新しい機械学習アルゴリズムが、ナノ粒子を3つの異なる方法で記述して、タンパク質と比較しています。1つ目は従来の化学的な記述でしたが、構造に関わる2つは、ナノ粒子が特定のタンパク質とロックアンドキーで一致するかどうかを予測するために最も重要であることが判明しました。
<関連情報>
- https://news.umich.edu/nanobiotics-model-predicts-how-nanoparticles-interact-with-proteins/
- https://www.nature.com/articles/s43588-022-00229-w
生体および生体模倣ナノスケール複合体の統一的な構造記述子Unifying structural descriptors for biological and bioinspired nanoscale complexes
Minjeong Cha,Emine Sumeyra Turali Emre,Xiongye Xiao,Ji-Young Kim,Paul Bogdan,J. Scott VanEpps,Angela Violi & Nicholas A. Kotov
Nature Computational Science Published:28 April 2022
DOI:https://doi.org/10.1038/s43588-022-00229-w
Abstract
Biomimetic nanoparticles are known to serve as nanoscale adjuvants, enzyme mimics and amyloid fibrillation inhibitors. Their further development requires better understanding of their interactions with proteins.
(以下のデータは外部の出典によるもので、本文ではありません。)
use actix_web::{web, HttpResponse};
use serde::Deserialize;

use crate::error::ApiError;
use crate::models::{EducationStage, Homeroom, HomeroomPosition, HomeroomStatus, Id, NewHomeroom, Teacher};
use crate::repo::HomeroomQuery;
use crate::routes::{created, AppState};
use crate::validation::{keep_or, Checks, LooseId, PageParams, HOMEROOM_ROOM, YEAR};

const TEACHER_NOT_FOUND: ApiError = ApiError::NotFound("TEACHER_NOT_FOUND");

#[derive(Debug, Default, Deserialize)]
#[serde(default)]
pub struct HomeroomPayload {
    academic_year: String,
    education_stage: String,
    grade: String,
    room: String,
    position: String,
    teacher_id: Option<LooseId>,
    status: String,
    note: Option<String>,
}

struct Fields {
    academic_year: String,
    education_stage: String,
    grade: String,
    room: String,
    position: String,
    status: String,
    note: String,
}

impl HomeroomPayload {
    fn fields(&self) -> Fields {
        Fields {
            academic_year: self.academic_year.trim().to_string(),
            education_stage: self.education_stage.trim().to_string(),
            grade: self.grade.trim().to_string(),
            room: self.room.trim().to_string(),
            position: self.position.trim().to_string(),
            status: self.status.trim().to_string(),
            note: self.note.as_deref().unwrap_or("").trim().to_string(),
        }
    }
}

/// Number, numeric string or teacher code.
async fn resolve_teacher(data: &AppState, raw: &LooseId) -> Result<Teacher, ApiError> {
    if let Some(id) = raw.as_id() {
        return data.repo.get_teacher(id).await.map_err(|e| e.not_found_as("TEACHER_NOT_FOUND"));
    }
    let code = raw.as_text();
    if code.is_empty() {
        return Err(ApiError::field("teacher_id", "required"));
    }
    data.repo.find_teacher_by_code(&code).await?.ok_or(TEACHER_NOT_FOUND)
}

fn validate(f: &Fields, teacher_id: Id) -> Result<NewHomeroom, ApiError> {
    let mut c = Checks::new();
    c.matches("academic_year", &f.academic_year, &YEAR, "must be a 4-digit year");
    let stage = c.choice::<EducationStage>("education_stage", &f.education_stage, EducationStage::NAMES);
    c.required("grade", &f.grade);
    c.matches("room", &f.room, &HOMEROOM_ROOM, "must be 1-3 digits");
    let position = c.choice::<HomeroomPosition>("position", &f.position, HomeroomPosition::NAMES);
    let status = if f.status.is_empty() {
        Some(HomeroomStatus::Active)
    } else {
        c.choice::<HomeroomStatus>("status", &f.status, HomeroomStatus::NAMES)
    };
    c.max_chars("note", &f.note, 255);
    c.finish()?;

    match (stage, position, status) {
        (Some(education_stage), Some(position), Some(status)) => Ok(NewHomeroom {
            academic_year: f.academic_year.clone(),
            education_stage,
            grade: f.grade.clone(),
            room: f.room.clone(),
            position,
            teacher_id,
            status,
            note: f.note.clone(),
        }),
        _ => Err(ApiError::MISSING_FIELDS),
    }
}

#[derive(Debug, Default, Deserialize)]
#[serde(default)]
pub struct ListParams {
    q: Option<String>,
    academic_year: Option<String>,
    teacher_id: Option<String>,
    #[serde(flatten)]
    paging: PageParams,
}

pub async fn list(data: web::Data<AppState>, params: web::Query<ListParams>) -> Result<HttpResponse, ApiError> {
    let p = params.into_inner();
    let teacher_id = match p.teacher_id.as_deref().map(str::trim).filter(|s| !s.is_empty()) {
        Some(raw) => Some(raw.parse::<Id>().map_err(|_| ApiError::INVALID_ID)?),
        None => None,
    };
    let (page, size) = p.paging.resolve(20, 100);
    let result = data
        .repo
        .list_homerooms(&HomeroomQuery { q: p.q, academic_year: p.academic_year, teacher_id, page, size })
        .await?;
    Ok(HttpResponse::Ok().json(result))
}

pub async fn get(data: web::Data<AppState>, path: web::Path<Id>) -> Result<HttpResponse, ApiError> {
    let homeroom = data.repo.get_homeroom(path.into_inner()).await?;
    Ok(HttpResponse::Ok().json(homeroom))
}

pub async fn create(data: web::Data<AppState>, payload: web::Json<HomeroomPayload>) -> Result<HttpResponse, ApiError> {
    let p = payload.into_inner();
    let raw_teacher = p.teacher_id.clone().ok_or_else(|| ApiError::field("teacher_id", "required"))?;
    // field errors are reported before the teacher lookup
    let mut new = validate(&p.fields(), 0)?;
    let teacher = resolve_teacher(&data, &raw_teacher).await?;
    new.teacher_id = teacher.id;
    let homeroom = data.repo.create_homeroom(new).await?;
    tracing::info!(homeroom_id = homeroom.id, teacher_id = teacher.id, "homeroom assigned");
    Ok(created(&homeroom))
}

pub async fn update(data: web::Data<AppState>, path: web::Path<Id>, payload: web::Json<HomeroomPayload>) -> Result<HttpResponse, ApiError> {
    let id = path.into_inner();
    let stored: Homeroom = data.repo.get_homeroom(id).await?;
    let p = payload.into_inner();
    let incoming = p.fields();
    let merged = Fields {
        academic_year: keep_or(&incoming.academic_year, &stored.academic_year),
        education_stage: keep_or(&incoming.education_stage, stored.education_stage.as_str()),
        grade: keep_or(&incoming.grade, &stored.grade),
        room: keep_or(&incoming.room, &stored.room),
        position: keep_or(&incoming.position, stored.position.as_str()),
        status: keep_or(&incoming.status, stored.status.as_str()),
        note: if p.note.is_some() { incoming.note } else { stored.note.clone() },
    };
    let teacher_id = match p.teacher_id.as_ref().filter(|t| !t.as_text().is_empty()) {
        Some(raw) => resolve_teacher(&data, raw).await?.id,
        None => stored.teacher_id,
    };
    let homeroom = data.repo.update_homeroom(id, validate(&merged, teacher_id)?).await?;
    Ok(HttpResponse::Ok().json(homeroom))
}

pub async fn delete(data: web::Data<AppState>, path: web::Path<Id>) -> Result<HttpResponse, ApiError> {
    data.repo.delete_homeroom(path.into_inner()).await?;
    Ok(HttpResponse::NoContent().finish())
}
The abundant knowledge about protein–protein interactions can serve as a guide for designing protein–nanoparticle assemblies, but the chemical and biological inputs used in computational packages for protein–protein interactions are not applicable to inorganic nanoparticles. Analysing chemical, geometrical and graph-theoretical descriptors for protein complexes, we found that geometrical and graph-theoretical descriptors are uniformly applicable to biological and inorganic nanostructures and can predict interaction sites in protein pairs with accuracy >80% and classification probability ~90%. We extended the machine-learning algorithms trained on protein–protein interactions to inorganic nanoparticles and found a nearly exact match between experimental and predicted interaction sites with proteins. These findings can be extended to other organic and inorganic nanoparticles to predict their assemblies with biomolecules and other chemical structures forming lock-and-key complexes.